→ **How to complete this task**
The lines below should be written out again in full, exactly as they are.

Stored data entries
——

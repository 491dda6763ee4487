//! Typed, positioned diagnostic records.
//!
//! Every failure in the parser and postprocessor produces a [`Diagnostic`]
//! rather than propagating an error across component boundaries (see
//! spec §7). Severity is a property of the [`DiagnosticKind`], not
//! something callers choose per-instance, mirroring the class-attribute
//! `severity` pattern in the original implementation's diagnostics
//! hierarchy.

use serde::{Deserialize, Serialize};
use std::path::PathBuf;

/// A 1-based line, optional column.
#[derive(Debug, Clone, Copy, PartialEq, Eq, PartialOrd, Ord, Serialize, Deserialize)]
pub struct Position {
    pub line: u32,
    pub column: Option<u32>,
}

impl Position {
    pub fn new(line: u32, column: Option<u32>) -> Self {
        Position { line, column }
    }

    pub fn line_only(line: u32) -> Self {
        Position { line, column: None }
    }
}

#[derive(Debug, Clone, Copy, PartialEq, Eq, PartialOrd, Ord, Serialize, Deserialize)]
#[serde(rename_all = "lowercase")]
pub enum Severity {
    Info,
    Warning,
    Error,
}

impl std::fmt::Display for Severity {
    fn fmt(&self, f: &mut std::fmt::Formatter<'_>) -> std::fmt::Result {
        match self {
            Severity::Info => write!(f, "info"),
            Severity::Warning => write!(f, "warning"),
            Severity::Error => write!(f, "error"),
        }
    }
}

/// The non-exhaustive kind list from spec §7, given exact severities
/// from the original implementation's diagnostics hierarchy.
#[derive(Debug, Clone, PartialEq, Serialize, Deserialize)]
pub enum DiagnosticKind {
    UnexpectedIndentation,
    InvalidURL,
    ExpectedPathArg { name: PathBuf },
    ExpectedImgArg,
    ImgExpectedButNotRequired,
    OptionsNotSupported { names: Vec<String> },
    GitMergeConflictArtifactFound { path: PathBuf },
    DocUtilsParseError { message: String },
    ErrorParsingYAMLFile { path: PathBuf, reason: String },
    InvalidLiteralInclude { message: String },
    SubstitutionRefError { message: String },
    InvalidTableStructure { message: String },
    MissingOption { name: String },
    MissingRef { name: String },
    FailedToInheritRef { message: String },
    RefAlreadyExists { message: String },
    UnknownSubstitution { name: String },
    TargetNotFound { key: String },
    AmbiguousTarget { key: String, count: usize },
    TodoInfo { message: String },
    ErrorLoadingFile { path: PathBuf, reason: String },
    CannotOpenFile { path: PathBuf, reason: String },
    MissingFacet { name: String },
    ConstantNotDeclared { name: String },
    ConfigurationProblem { message: String },
    UnsupportedFormat { format: String },
    UnknownOptionId { name: String },
    /// Catch-all for cases the other variants don't fit, carrying a
    /// free-form message. Used sparingly.
    Other { message: String },
}

impl DiagnosticKind {
    pub fn severity(&self) -> Severity {
        use DiagnosticKind::*;
        match self {
            UnexpectedIndentation
            | InvalidURL
            | ExpectedPathArg { .. }
            | ExpectedImgArg
            | OptionsNotSupported { .. }
            | GitMergeConflictArtifactFound { .. }
            | ErrorParsingYAMLFile { .. }
            | InvalidLiteralInclude { .. }
            | SubstitutionRefError { .. }
            | InvalidTableStructure { .. }
            | MissingOption { .. }
            | MissingRef { .. }
            | FailedToInheritRef { .. }
            | RefAlreadyExists { .. }
            | TargetNotFound { .. }
            | AmbiguousTarget { .. }
            | ErrorLoadingFile { .. }
            | CannotOpenFile { .. }
            | MissingFacet { .. }
            | ConstantNotDeclared { .. }
            | ConfigurationProblem { .. }
            | UnsupportedFormat { .. }
            | UnknownOptionId { .. }
            | Other { .. } => Severity::Error,

            ImgExpectedButNotRequired | DocUtilsParseError { .. } | UnknownSubstitution { .. } => {
                Severity::Warning
            }

            TodoInfo { .. } => Severity::Info,
        }
    }

    pub fn message(&self) -> String {
        use DiagnosticKind::*;
        match self {
            UnexpectedIndentation => "unexpected indentation".to_string(),
            InvalidURL => "invalid URL".to_string(),
            ExpectedPathArg { name } => format!("expected a path argument, got {name:?}"),
            ExpectedImgArg => "expected an image path argument".to_string(),
            ImgExpectedButNotRequired => "image argument given but not required".to_string(),
            OptionsNotSupported { names } => format!("options not supported: {}", names.join(", ")),
            GitMergeConflictArtifactFound { path } => {
                format!("git merge conflict artifact found in {}", path.display())
            }
            DocUtilsParseError { message } => message.clone(),
            ErrorParsingYAMLFile { path, reason } => {
                format!("error parsing YAML file {}: {reason}", path.display())
            }
            InvalidLiteralInclude { message } => message.clone(),
            SubstitutionRefError { message } => message.clone(),
            InvalidTableStructure { message } => message.clone(),
            MissingOption { name } => format!("missing required option '{name}'"),
            MissingRef { name } => format!("missing ref: {name}"),
            FailedToInheritRef { message } => message.clone(),
            RefAlreadyExists { message } => message.clone(),
            UnknownSubstitution { name } => format!("unknown substitution '{name}'"),
            TargetNotFound { key } => format!("target not found: {key}"),
            AmbiguousTarget { key, count } => format!("ambiguous target '{key}': {count} matches"),
            TodoInfo { message } => message.clone(),
            ErrorLoadingFile { path, reason } => {
                format!("error loading file {}: {reason}", path.display())
            }
            CannotOpenFile { path, reason } => {
                format!("cannot open file {}: {reason}", path.display())
            }
            MissingFacet { name } => format!("missing facet '{name}'"),
            ConstantNotDeclared { name } => format!("constant '{name}' is not declared"),
            ConfigurationProblem { message } => message.clone(),
            UnsupportedFormat { format } => format!("unsupported format '{format}'"),
            UnknownOptionId { name } => format!("unknown option id '{name}'"),
            Other { message } => message.clone(),
        }
    }
}

#[derive(Debug, Clone, PartialEq, Serialize, Deserialize)]
pub struct Diagnostic {
    pub kind: DiagnosticKind,
    pub start: Position,
    pub end: Position,
}

impl Diagnostic {
    /// Matches the original's `Diagnostic.__init__`: an int-or-tuple
    /// start normalizes to `(line, column)`; end defaults to a wide
    /// column on the start line so the whole line is underlined.
    pub fn new(kind: DiagnosticKind, start_line: u32) -> Self {
        Diagnostic {
            kind,
            start: Position::line_only(start_line),
            end: Position::new(start_line, Some(1000)),
        }
    }

    pub fn with_span(kind: DiagnosticKind, start: Position, end: Position) -> Self {
        Diagnostic { kind, start, end }
    }

    pub fn severity(&self) -> Severity {
        self.kind.severity()
    }

    pub fn message(&self) -> String {
        self.kind.message()
    }
}

impl std::fmt::Display for Diagnostic {
    fn fmt(&self, f: &mut std::fmt::Formatter<'_>) -> std::fmt::Result {
        write!(
            f,
            "{}:{}: {}: {}",
            self.start.line,
            self.start.column.unwrap_or(0),
            self.severity(),
            self.message()
        )
    }
}

#[cfg(test)]
mod tests {
    use super::*;

    #[test]
    fn severity_matches_known_kinds() {
        assert_eq!(
            DiagnosticKind::TodoInfo {
                message: "x".into()
            }
            .severity(),
            Severity::Info
        );
        assert_eq!(
            DiagnosticKind::UnknownSubstitution { name: "x".into() }.severity(),
            Severity::Warning
        );
        assert_eq!(
            DiagnosticKind::MissingRef { name: "x".into() }.severity(),
            Severity::Error
        );
    }

    #[test]
    fn new_defaults_wide_end_column() {
        let d = Diagnostic::new(DiagnosticKind::TodoInfo { message: "hi".into() }, 4);
        assert_eq!(d.start.line, 4);
        assert_eq!(d.end.column, Some(1000));
    }
}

——

→ **Task solution**
repository 491dda6763ee4487
//! Typed, positioned diagnostic records.
//!
//! Every failure in the parser and postprocessor produces a [`Diagnostic`]
//! rather than propagating an error across component boundaries (see
//! spec §7). Severity is a property of the [`DiagnosticKind`], not
//! something callers choose per-instance, mirroring the class-attribute
//! `severity` pattern in the original implementation's diagnostics
//! hierarchy.

use serde::{Deserialize, Serialize};
use std::path::PathBuf;

/// A 1-based line, optional column.
#[derive(Debug, Clone, Copy, PartialEq, Eq, PartialOrd, Ord, Serialize, Deserialize)]
pub struct Position {
    pub line: u32,
    pub column: Option<u32>,
}

impl Position {
    pub fn new(line: u32, column: Option<u32>) -> Self {
        Position { line, column }
    }

    pub fn line_only(line: u32) -> Self {
        Position { line, column: None }
    }
}

#[derive(Debug, Clone, Copy, PartialEq, Eq, PartialOrd, Ord, Serialize, Deserialize)]
#[serde(rename_all = "lowercase")]
pub enum Severity {
    Info,
    Warning,
    Error,
}

impl std::fmt::Display for Severity {
    fn fmt(&self, f: &mut std::fmt::Formatter<'_>) -> std::fmt::Result {
        match self {
            Severity::Info => write!(f, "info"),
            Severity::Warning => write!(f, "warning"),
            Severity::Error => write!(f, "error"),
        }
    }
}

/// The non-exhaustive kind list from spec §7, given exact severities
/// from the original implementation's diagnostics hierarchy.
#[derive(Debug, Clone, PartialEq, Serialize, Deserialize)]
pub enum DiagnosticKind {
    UnexpectedIndentation,
    InvalidURL,
    ExpectedPathArg { name: PathBuf },
    ExpectedImgArg,
    ImgExpectedButNotRequired,
    OptionsNotSupported { names: Vec<String> },
    GitMergeConflictArtifactFound { path: PathBuf },
    DocUtilsParseError { message: String },
    ErrorParsingYAMLFile { path: PathBuf, reason: String },
    InvalidLiteralInclude { message: String },
    SubstitutionRefError { message: String },
    InvalidTableStructure { message: String },
    MissingOption { name: String },
    MissingRef { name: String },
    FailedToInheritRef { message: String },
    RefAlreadyExists { message: String },
    UnknownSubstitution { name: String },
    TargetNotFound { key: String },
    AmbiguousTarget { key: String, count: usize },
    TodoInfo { message: String },
    ErrorLoadingFile { path: PathBuf, reason: String },
    CannotOpenFile { path: PathBuf, reason: String },
    MissingFacet { name: String },
    ConstantNotDeclared { name: String },
    ConfigurationProblem { message: String },
    UnsupportedFormat { format: String },
    UnknownOptionId { name: String },
    /// Catch-all for cases the other variants don't fit, carrying a
    /// free-form message. Used sparingly.
    Other { message: String },
}

impl DiagnosticKind {
    pub fn severity(&self) -> Severity {
        use DiagnosticKind::*;
        match self {
            UnexpectedIndentation
            | InvalidURL
            | ExpectedPathArg { .. }
            | ExpectedImgArg
            | OptionsNotSupported { .. }
            | GitMergeConflictArtifactFound { .. }
            | ErrorParsingYAMLFile { .. }
            | InvalidLiteralInclude { .. }
            | SubstitutionRefError { .. }
            | InvalidTableStructure { .. }
            | MissingOption { .. }
            | MissingRef { .. }
            | FailedToInheritRef { .. }
            | RefAlreadyExists { .. }
            | TargetNotFound { .. }
            | AmbiguousTarget { .. }
            | ErrorLoadingFile { .. }
            | CannotOpenFile { .. }
            | MissingFacet { .. }
            | ConstantNotDeclared { .. }
            | ConfigurationProblem { .. }
            | UnsupportedFormat { .. }
            | UnknownOptionId { .. }
            | Other { .. } => Severity::Error,

            ImgExpectedButNotRequired | DocUtilsParseError { .. } | UnknownSubstitution { .. } => {
                Severity::Warning
            }

            TodoInfo { .. } => Severity::Info,
        }
    }

    pub fn message(&self) -> String {
        use DiagnosticKind::*;
        match self {
            UnexpectedIndentation => "unexpected indentation".to_string(),
            InvalidURL => "invalid URL".to_string(),
            ExpectedPathArg { name } => format!("expected a path argument, got {name:?}"),
            ExpectedImgArg => "expected an image path argument".to_string(),
            ImgExpectedButNotRequired => "image argument given but not required".to_string(),
            OptionsNotSupported { names } => format!("options not supported: {}", names.join(", ")),
            GitMergeConflictArtifactFound { path } => {
                format!("git merge conflict artifact found in {}", path.display())
            }
            DocUtilsParseError { message } => message.clone(),
            ErrorParsingYAMLFile { path, reason } => {
                format!("error parsing YAML file {}: {reason}", path.display())
            }
            InvalidLiteralInclude { message } => message.clone(),
            SubstitutionRefError { message } => message.clone(),
            InvalidTableStructure { message } => message.clone(),
            MissingOption { name } => format!("missing required option '{name}'"),
            MissingRef { name } => format!("missing ref: {name}"),
            FailedToInheritRef { message } => message.clone(),
            RefAlreadyExists { message } => message.clone(),
            UnknownSubstitution { name } => format!("unknown substitution '{name}'"),
            TargetNotFound { key } => format!("target not found: {key}"),
            AmbiguousTarget { key, count } => format!("ambiguous target '{key}': {count} matches"),
            TodoInfo { message } => message.clone(),
            ErrorLoadingFile { path, reason } => {
                format!("error loading file {}: {reason}", path.display())
            }
            CannotOpenFile { path, reason } => {
                format!("cannot open file {}: {reason}", path.display())
            }
            MissingFacet { name } => format!("missing facet '{name}'"),
            ConstantNotDeclared { name } => format!("constant '{name}' is not declared"),
            ConfigurationProblem { message } => message.clone(),
            UnsupportedFormat { format } => format!("unsupported format '{format}'"),
            UnknownOptionId { name } => format!("unknown option id '{name}'"),
            Other { message } => message.clone(),
        }
    }
}

#[derive(Debug, Clone, PartialEq, Serialize, Deserialize)]
pub struct Diagnostic {
    pub kind: DiagnosticKind,
    pub start: Position,
    pub end: Position,
}

impl Diagnostic {
    /// Matches the original's `Diagnostic.__init__`: an int-or-tuple
    /// start normalizes to `(line, column)`; end defaults to a wide
    /// column on the start line so the whole line is underlined.
    pub fn new(kind: DiagnosticKind, start_line: u32) -> Self {
        Diagnostic {
            kind,
            start: Position::line_only(start_line),
            end: Position::new(start_line, Some(1000)),
        }
    }

    pub fn with_span(kind: DiagnosticKind, start: Position, end: Position) -> Self {
        Diagnostic { kind, start, end }
    }

    pub fn severity(&self) -> Severity {
        self.kind.severity()
    }

    pub fn message(&self) -> String {
        self.kind.message()
    }
}

impl std::fmt::Display for Diagnostic {
    fn fmt(&self, f: &mut std::fmt::Formatter<'_>) -> std::fmt::Result {
        write!(
            f,
            "{}:{}: {}: {}",
            self.start.line,
            self.start.column.unwrap_or(0),
            self.severity(),
            self.message()
        )
    }
}

#[cfg(test)]
mod tests {
    use super::*;

    #[test]
    fn severity_matches_known_kinds() {
        assert_eq!(
            DiagnosticKind::TodoInfo {
                message: "x".into()
            }
            .severity(),
            Severity::Info
        );
        assert_eq!(
            DiagnosticKind::UnknownSubstitution { name: "x".into() }.severity(),
            Severity::Warning
        );
        assert_eq!(
            DiagnosticKind::MissingRef { name: "x".into() }.severity(),
            Severity::Error
        );
    }

    #[test]
    fn new_defaults_wide_end_column() {
        let d = Diagnostic::new(DiagnosticKind::TodoInfo { message: "hi".into() }, 4);
        assert_eq!(d.start.line, 4);
        assert_eq!(d.end.column, Some(1000));
    }
}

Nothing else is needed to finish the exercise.